Les Banques centrales accélèrent la lutte contre l’inflation

Partout, les Banques centrales accélèrent le pas pour lutter contre l’inflation. La FED avait annoncé précédemment trois hausses du taux directeur pour cette année, avec une première en mars. Mais la forte inflation que connaissent les Etats-Unis - la plus forte depuis quarante ans - lui fait accélérer le pas. Lorsqu’un journaliste posa la question à Jay Powell - le gouverneur de la FED - si elle pouvait augmenter son taux à chacun de ses conseils sachant qu’il y en aurait sept au total cette année, le gouverneur a évité la question, en assurant qu’il ne s’interdisait pas de poursuivre une politique encore plus agressive que ce qui avait été annoncé précédemment. La déclaration de Jay Powell provoqua une forte baisse des marchés boursiers.

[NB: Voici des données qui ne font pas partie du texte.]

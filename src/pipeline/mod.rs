//! Pipeline stages for document field extraction.
//!
//! Each submodule implements exactly one step so each is testable on its own
//! and the rendering backend or model can be swapped without touching the
//! others.
//!
//! ## Data Flow
//!
//! ```text
//! input ──▶ render ──▶ encode ──▶ llm ──▶ parse
//! (URL)     (pdfium)   (base64)   (VLM)   (JSON / scan)
//!              │
//!              └──────▶ cleanup (always, once)
//! ```
//!
//! 1. [`input`]  : validate the URL and download the document
//! 2. [`render`] : write one PNG per page under a request-unique prefix
//! 3. [`encode`] : read each PNG back and base64-wrap it
//! 4. [`llm`]    : one model call carrying every page in order
//! 5. [`parse`]  : tolerant recovery of the two fields from the answer
//! 6. [`cleanup`]: the janitor that deletes every page image

pub mod cleanup;
pub mod encode;
pub mod input;
pub mod llm;
pub mod parse;
pub mod render;
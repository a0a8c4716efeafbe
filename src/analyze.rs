//! Pipeline orchestration: URL in, [`ExtractedFields`] out.
//!
//! [`Analyzer`] runs the stages strictly in sequence:
//!
//! ```text
//! Idle → Fetching → Rasterizing → Extracting → Parsing → Cleaning → Done
//! ```
//!
//! A failing stage jumps straight to `Cleaning`. Cleanup is not repeated per
//! branch: the [`ArtifactJanitor`] is created before the first stage, every
//! page image is registered with it, and it is finished exactly once after
//! the stages return, whatever they returned.

use crate::config::AnalyzerConfig;
use crate::error::AnalyzeError;
use crate::output::{ExtractedFields, PipelineResult, PipelineRun, Stage};
use crate::pipeline::cleanup::ArtifactJanitor;
use crate::pipeline::input::{self, DocumentFetcher, HttpFetcher};
use crate::pipeline::llm::{self, ProviderModel, VisionModel};
use crate::pipeline::render::{self, PdfiumBackend, RasterBackend, RequestId};
use crate::pipeline::{encode, parse};
use edgequake_llm::{LLMProvider, ProviderFactory};
use std::sync::Arc;
use std::time::Instant;
use tracing::{debug, error, info, info_span, Instrument};

/// Analyse the document at `url` with a one-off [`Analyzer`] built from
/// `config`.
///
/// Long-running services should build one `Analyzer` at start-up and share it
/// instead; this resolves the provider on every call.
pub async fn analyze_document(url: &str, config: &AnalyzerConfig) -> PipelineResult {
    let analyzer = Analyzer::from_config(config.clone())?;
    analyzer.analyze_document(url).await
}

/// The extraction pipeline and its collaborators.
///
/// Holds no per-request state; share it behind an `Arc` between requests.
#[derive(Clone)]
pub struct Analyzer {
    config: AnalyzerConfig,
    fetcher: Arc<dyn DocumentFetcher>,
    backend: Arc<dyn RasterBackend>,
    model: Arc<dyn VisionModel>,
}

impl Analyzer {
    /// Production wiring: HTTP fetcher, pdfium backend, provider from config.
    pub fn from_config(config: AnalyzerConfig) -> Result<Self, AnalyzeError> {
        let provider = resolve_provider(&config)?;
        let fetcher = HttpFetcher::from_config(&config)?;
        let backend = PdfiumBackend::from_config(&config);
        Ok(Self::new(
            config,
            Arc::new(fetcher),
            Arc::new(backend),
            Arc::new(ProviderModel::new(provider)),
        ))
    }

    pub fn new(
        config: AnalyzerConfig,
        fetcher: Arc<dyn DocumentFetcher>,
        backend: Arc<dyn RasterBackend>,
        model: Arc<dyn VisionModel>,
    ) -> Self {
        Self {
            config,
            fetcher,
            backend,
            model,
        }
    }

    /// Run the pipeline and return only its result.
    pub async fn analyze_document(&self, url: &str) -> PipelineResult {
        self.run(url).await.result
    }

    /// Run the pipeline and report the result, failing stage and cleanup.
    pub async fn run(&self, url: &str) -> PipelineRun {
        let request_id = RequestId::new();
        let span = info_span!("analyze", request = %request_id);
        self.run_inner(url, request_id).instrument(span).await
    }

    async fn run_inner(&self, url: &str, request_id: RequestId) -> PipelineRun {
        let start = Instant::now();
        info!("Starting analysis: {}", url);

        let mut janitor = ArtifactJanitor::new(request_id.clone());
        let mut stage = Stage::Idle;

        let result = self
            .execute(url, &request_id, &mut janitor, &mut stage)
            .await;
        let failed_stage = result.is_err().then_some(stage);

        transition(&mut stage, Stage::Cleaning);
        let cleanup = janitor.finish();
        transition(&mut stage, Stage::Done);

        let duration_ms = start.elapsed().as_millis() as u64;
        match &result {
            Ok(fields) => info!(
                "Analysis complete in {}ms (barcode: {}, reference: {}, {} page images removed)",
                duration_ms,
                fields.barcode.is_some(),
                fields.reference_number.is_some(),
                cleanup.removed
            ),
            Err(e) => error!(
                "Analysis failed while {} [{}]: {} ({} page images removed)",
                failed_stage.unwrap_or(Stage::Idle),
                e.kind(),
                e,
                cleanup.removed
            ),
        }

        PipelineRun {
            result,
            failed_stage,
            cleanup,
            duration_ms,
        }
    }

    async fn execute(
        &self,
        url: &str,
        request_id: &RequestId,
        janitor: &mut ArtifactJanitor,
        stage: &mut Stage,
    ) -> Result<ExtractedFields, AnalyzeError> {
        transition(stage, Stage::Fetching);
        let url = input::validate_url(url)?;
        let document = self.fetcher.fetch(&url).await?;

        transition(stage, Stage::Rasterizing);
        let artifacts = render::rasterize(
            Arc::clone(&self.backend),
            document,
            request_id,
            &self.config,
            janitor,
        )
        .await?;

        transition(stage, Stage::Extracting);
        let pages = encode::encode_all(&artifacts).await?;
        let answer = llm::extract(self.model.as_ref(), pages, &self.config).await?;

        transition(stage, Stage::Parsing);
        parse::parse_answer(&answer)
    }
}

fn transition(stage: &mut Stage, next: Stage) {
    debug!("{} → {}", stage, next);
    *stage = next;
}

// ── Provider resolution ──────────────────────────────────────────────────

fn create_vision_provider(
    provider_name: &str,
    model: &str,
) -> Result<Arc<dyn LLMProvider>, AnalyzeError> {
    ProviderFactory::create_llm_provider(provider_name, model).map_err(|e| {
        AnalyzeError::ProviderNotConfigured {
            provider: provider_name.to_string(),
            hint: format!("{e}"),
        }
    })
}

/// Resolve the LLM provider, from most-specific to least-specific:
///
/// 1. a pre-built provider in `config.provider`;
/// 2. `config.provider_name` with the configured model;
/// 3. OpenAI when `OPENAI_API_KEY` is set;
/// 4. whatever [`ProviderFactory::from_env`] detects.
pub fn resolve_provider(config: &AnalyzerConfig) -> Result<Arc<dyn LLMProvider>, AnalyzeError> {
    if let Some(ref provider) = config.provider {
        return Ok(Arc::clone(provider));
    }

    let model = config.model_or_default();

    if let Some(ref name) = config.provider_name {
        return create_vision_provider(name, model);
    }

    if let Ok(openai_key) = std::env::var("OPENAI_API_KEY") {
        if !openai_key.is_empty() {
            return create_vision_provider("openai", model);
        }
    }

    let (llm_provider, _embedding) =
        ProviderFactory::from_env().map_err(|e| AnalyzeError::ProviderNotConfigured {
            provider: "auto".to_string(),
            hint: format!(
                "No LLM provider could be auto-detected from environment.\n\
                Set OPENAI_API_KEY, ANTHROPIC_API_KEY, or configure a provider.\n\
                Error: {}",
                e
            ),
        })?;

    Ok(llm_provider)
}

Alors que la FED annonce officiellement trois hausses des taux en 2022, les marchés financiers anticipent désormais cinq hausses. Autre nouveauté  : alors qu’habituellement la FED augmente son taux par paliers de +25 points de base, elle n’a pas exclu de recourir cette fois-ci à des hausses plus importantes par paliers de +50 points de base, pour être plus agressive. Un compromis pour baisser le stock de 9 trillions de dollars de titres qu’elle détient, n’a pas encore été trouvé au sein de l’institution. Elle n’a même pas encore annoncé la fin de ses achats qui se poursuivent. Mais tout porte à croire qu’un allégement du portefeuille aura bien lieu. Au Royaume-Uni, la Banque d’Angleterre a procédé à une seconde hausse d’affilée de son taux directeur, l’amenant de 0,25% à 0,50%, après une première hausse en décembre.

C’est la première fois depuis 2004 qu’elle applique deux hausses successives. Le comité de politique monétaire était divisé  : 5 membres ont préféré augmenter les taux de +25 points de base, tandis que les quatre autres auraient souhaité une hausse encore plus forte de +50 points de base  ! La Banque d’Angleterre a réagi de la sorte car elle avait sous-estimé deux facteurs. D’abord, elle avait sous-estimé la force des pressions inflationnistes. L’inflation britannique a atteint 5,4% en décembre, le niveau le plus élevé de ces trente dernières années. On s’attend à ce qu’elle culmine à 7,25% en avril, avant de commencer à baisser progressivement. Ensuite, la Banque centrale avait sous-estimé la bonne tenue de l’économie, et notamment le marché du travail. La menace Omicron s’est avérée plus faible que prévue, et les Anglais furent les premiers au monde à annoncer un retour progressif à la normale.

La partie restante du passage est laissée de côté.